Short story by Stephen King

"Summer Thunder" is a horror short story written by American author Stephen King. First published in Turn Down the Lights in 2013, it was collected in King's 2015 short story collection The Bazaar of Bad Dreams.

== Plot summary ==
The world is in a nuclear war, and most of the population has been wiped out. The main character in the story is Peter Robinson, a man in his late forties living in Vermont, whose wife and daughter were in Boston when everyone was suddenly killed. Robinson also finds a stray dog, whom he names "Gandalf", and his bonding with the dog helps him cope with the death of his family.
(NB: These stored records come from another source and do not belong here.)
#[cfg(test)]
mod tests {
    use super::*;
    use crate::source::MemorySource;
    use std::sync::atomic::{AtomicUsize, Ordering};
    use std::sync::{Arc, Mutex};

    const MODEL: &str = "0 FILE model.mpd\r\n\
                         0 Car\r\n\
                         1 16 0 0 0 1 0 0 0 1 0 0 0 1 chassis.ldr\r\n\
                         0 STEP\r\n\
                         1 4 0 -24 0 1 0 0 0 1 0 0 0 1 3001.dat\r\n\
                         0 STEP\r\n\
                         0 FILE chassis.ldr\r\n\
                         1 1 0 0 0 1 0 0 0 1 0 0 0 1 3001.dat\r\n\
                         1 1 40 0 0 1 0 0 0 1 0 0 0 1 3001.dat\r\n";

    const BRICK: &str = "0 Brick 2 x 4\r\n\
                         0 Name: 3001.dat\r\n\
                         0 !LDRAW_ORG Part UPDATE 2004-03\r\n\
                         0 BFC CERTIFY CCW\r\n\
                         1 16 0 0 0 1 0 0 0 1 0 0 0 1 s/3001s01.dat\r\n\
                         4 16 -40 0 -20 40 0 -20 40 0 20 -40 0 20\r\n";

    const SUB_PART: &str = "0 ~Brick 2 x 4 without Front and Back Faces\r\n\
                            0 !LDRAW_ORG Subpart\r\n\
                            1 16 0 0 0 1 0 0 0 1 0 0 0 1 4-4edge.dat\r\n";

    fn source() -> MemorySource {
        MemorySource::new()
            .with_file("model.mpd", MODEL)
            .with_file("ldraw_parts/3001.dat", BRICK)
            .with_file("ldraw_unofficial/s/3001s01.dat", SUB_PART)
    }

    fn counter() -> (Arc<AtomicUsize>, LoadCallback) {
        let count = Arc::new(AtomicUsize::new(0));
        let c = count.clone();
        (
            count,
            Box::new(move || {
                c.fetch_add(1, Ordering::SeqCst);
            }),
        )
    }

    #[test]
    fn test_load_graph() {
        let (loads, on_load) = counter();
        let mut loader = ModelLoader::new(source()).on_load(on_load);
        loader.load_model("model.mpd").unwrap();

        assert_eq!(loads.load(Ordering::SeqCst), 1);
        assert!(loader.is_loaded());
        assert!(loader.errors().is_empty());

        let map = loader.part_types();
        assert_eq!(map.main_model_id(), Some("model.mpd"));
        let main = loader.main_model().unwrap();
        assert!(!main.is_part);
        assert_eq!(main.steps.len(), 2);
        assert!(!map.get("chassis.ldr").unwrap().is_part);
        assert!(map.get("3001.dat").unwrap().is_part);
        assert!(map.get("s/3001s01.dat").unwrap().is_part);
        assert!(map.get("4-4edge.dat").is_some());
        assert!(map.in_flight_ids().is_empty());
        assert_eq!(main.count_parts(map), 3);
    }

    struct CountingSource {
        inner: MemorySource,
        fetched: Arc<Mutex<Vec<String>>>,
    }

    impl FileSource for CountingSource {
        fn fetch(&self, url: &str) -> Result<String> {
            if let Ok(mut fetched) = self.fetched.lock() {
                fetched.push(url.to_string());
            }
            self.inner.fetch(url)
        }
    }

    #[test]
    fn test_shared_parts_complete_once() {
        let triangle = |name: &str| {
            format!(
                "0 Part {}\r\n0 !LDRAW_ORG Part\r\n3 16 0 0 0 1 0 0 0 1 0\r\n",
                name
            )
        };
        let inner = MemorySource::new()
            .with_file(
                "main.ldr",
                "0 Main\r\n\
                 1 16 0 0 0 1 0 0 0 1 0 0 0 1 a.dat\r\n\
                 1 16 0 0 0 1 0 0 0 1 0 0 0 1 b.dat\r\n\
                 1 16 0 0 0 1 0 0 0 1 0 0 0 1 c.dat\r\n\
                 1 16 9 0 0 1 0 0 0 1 0 0 0 1 a.dat\r\n",
            )
            .with_file(
                "ldraw_parts/c.dat",
                "0 Part c\r\n\
                 0 !LDRAW_ORG Part\r\n\
                 1 16 0 0 0 1 0 0 0 1 0 0 0 1 d.dat\r\n\
                 1 16 0 0 0 1 0 0 0 1 0 0 0 1 e.dat\r\n\
                 1 16 0 0 0 1 0 0 0 1 0 0 0 1 b.dat\r\n",
            )
            .with_file("ldraw_parts/a.dat", triangle("a"))
            .with_file("ldraw_parts/b.dat", triangle("b"))
            .with_file("ldraw_parts/d.dat", triangle("d"))
            .with_file("ldraw_parts/e.dat", triangle("e"));
        let fetched = Arc::new(Mutex::new(Vec::new()));
        let source = CountingSource {
            inner,
            fetched: fetched.clone(),
        };

        let (loads, on_load) = counter();
        let mut loader = ModelLoader::new(source).on_load(on_load);
        loader.load_model("main.ldr").unwrap();

        assert_eq!(loads.load(Ordering::SeqCst), 1);
        assert!(loader.is_loaded());
        assert!(loader.errors().is_empty());
        assert!(loader.part_types().in_flight_ids().is_empty());
        for id in ["a.dat", "b.dat", "c.dat", "d.dat", "e.dat"] {
            assert!(loader.part_types().get(id).is_some(), "{} not loaded", id);
        }
        // Shared parts are fetched once
        let fetched = fetched.lock().unwrap();
        assert_eq!(fetched.iter().filter(|u| u.ends_with("a.dat")).count(), 1);
        assert_eq!(fetched.iter().filter(|u| u.ends_with("b.dat")).count(), 1);
    }

    #[test]
    fn test_missing_part_is_shown_as_box() {
        let (loads, on_load) = counter();
        let errors = Arc::new(Mutex::new(Vec::new()));
        let errors_sink = errors.clone();
        let source = MemorySource::new()
            .with_file("model.ldr", "1 4 0 0 0 1 0 0 0 1 0 0 0 1 9999.dat\r\n");
        let mut loader = ModelLoader::new(source)
            .on_load(on_load)
            .on_error(Box::new(move |d| {
                if let Ok(mut errors) = errors_sink.lock() {
                    errors.push(d.sub_model.clone());
                }
            }));
        loader.load_model("model.ldr").unwrap();

        assert_eq!(loads.load(Ordering::SeqCst), 1);
        assert_eq!(*errors.lock().unwrap(), vec![Some("9999.dat".to_string())]);
        let placeholder = loader.part_types().get("9999.dat").unwrap();
        assert!(placeholder.is_part);
        assert_eq!(placeholder.steps[0].quads.len(), 6);
    }

    #[test]
    fn test_missing_part_without_substitute() {
        let source = MemorySource::new()
            .with_file("model.ldr", "1 4 0 0 0 1 0 0 0 1 0 0 0 1 9999.dat\r\n");
        let options = LoaderOptions::default().with_substitute_missing_parts(false);
        let mut loader = ModelLoader::new(source).with_options(options);
        loader.load_model("model.ldr").unwrap();
        assert!(!loader.part_types().contains("9999.dat"));
        assert_eq!(loader.errors().len(), 1);
    }

    #[test]
    fn test_progress_reaches_one() {
        let fractions = Arc::new(Mutex::new(Vec::new()));
        let sink = fractions.clone();
        let mut loader = ModelLoader::new(source()).on_progress(Box::new(move |_, f| {
            if let Ok(mut v) = sink.lock() {
                v.push(f);
            }
        }));
        loader.load_model("model.mpd").unwrap();
        let fractions = fractions.lock().unwrap();
        assert_eq!(fractions.last().copied(), Some(1.0));
    }

    #[test]
    fn test_parse_in_memory_and_to_ldr() {
        let mut loader = ModelLoader::new(source());
        loader.parse(
            "0 FILE scene.ldr\r\n\
             0 !TEXMAP START PLANAR 0 0 0 1 0 0 0 0 1 face.png\r\n\
             0 !: 1 16 0 0 0 1 0 0 0 1 0 0 0 1 3001.dat\r\n\
             0 !TEXMAP END\r\n\
             1 16 0 0 0 1 0 0 0 1 0 0 0 1 wall.ldr\r\n\
             0 FILE wall.ldr\r\n\
             1 16 0 0 0 1 0 0 0 1 0 0 0 1 3001.dat\r\n\
             0 !DATA face.png\r\n\
             0 !: iVBORw0KGgo=\r\n",
            "scene.ldr",
        );
        loader.run().unwrap();
        assert_eq!(loader.textures().len(), 1);

        let ldr = loader.to_ldr().unwrap();
        assert!(ldr.starts_with("0 FILE scene.ldr\r\n"));
        assert!(ldr.contains("0 FILE wall.ldr\r\n"));
        assert!(!ldr.contains("0 FILE 3001.dat"));
        assert!(ldr.contains("0 !DATA face.png\r\n0 !: iVBORw0KGgo=\r\n"));
    }

    #[test]
    fn test_assemblies() {
        let hips = "0 Hips\r\n0 !LDRAW_ORG Part\r\n3 16 0 0 0 1 0 0 0 1 0\r\n";
        let source = MemorySource::new()
            .with_file(
                "fig.ldr",
                "1 1 0 0 0 1 0 0 0 1 0 0 0 1 3815.dat\r\n\
                 1 1 0 12 0 1 0 0 0 1 0 0 0 1 3816.dat\r\n\
                 1 1 0 12 0 1 0 0 0 1 0 0 0 1 3817.dat\r\n\
                 0 STEP\r\n\
                 1 4 0 0 0 1 0 0 0 1 0 0 0 1 3001.dat\r\n",
            )
            .with_file("ldraw_parts/3815.dat", hips)
            .with_file("ldraw_parts/3816.dat", hips)
            .with_file("ldraw_parts/3817.dat", hips)
            .with_file("ldraw_parts/3001.dat", hips);
        let options = LoaderOptions::default().with_build_assemblies(true);
        let mut loader = ModelLoader::new(source).with_options(options);
        loader.load_model("fig.ldr").unwrap();

        let main = loader.main_model().unwrap();
        let ids: Vec<&str> = main.steps[0].sub_models.iter().map(|sm| sm.id.as_str()).collect();
        assert_eq!(ids, vec!["970c00.dat"]);
        assert!(loader.part_types().get("970c00.dat").unwrap().is_part);
    }

    #[test]
    fn test_load_is_idempotent() {
        let (loads, on_load) = counter();
        let mut loader = ModelLoader::new(source()).on_load(on_load);
        loader.load_model("model.mpd").unwrap();
        loader.load("3001.dat");
        loader.run().unwrap();
        assert_eq!(loads.load(Ordering::SeqCst), 1);
    }

    #[test]
    fn test_get_part_type_generates_primitives() {
        let mut loader = ModelLoader::new(MemorySource::new());
        assert!(loader.get_part_type("4-4disc.dat").is_some());
        assert!(loader.get_part_type("3001.dat").is_none());
    }
}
Bit by bit, it's revealed that Robinson has but one neighbour left, an old man called Timlin, who lives in a luxurious cottage called Veronica and who Robinson befriends over the course of time. The story narrates Robinson's emotions and musings, and the advice given to him by Timlin. Timlin has much more knowledge about the radiation crisis than Robinson, and tells him how those who did survive will slowly die of radiation poisoning. He is proven right by the death of most of the animals in the surrounding wilderness, and further so when Gandalf's health rapidly deteriorates.

Robinson later finds Timlin with a gun on his table. Timlin says he is dying of radiation poisoning, but he doesn't want his death to be slow and painful, and hence has decided to shoot himself with the gun. He gives Robinson a hypodermic needle and advises him to put Gandalf out of his misery and not let him suffer. Timlin later kills himself. Robinson, despite his love and concern for the stricken animal, injects Gandalf with the needle.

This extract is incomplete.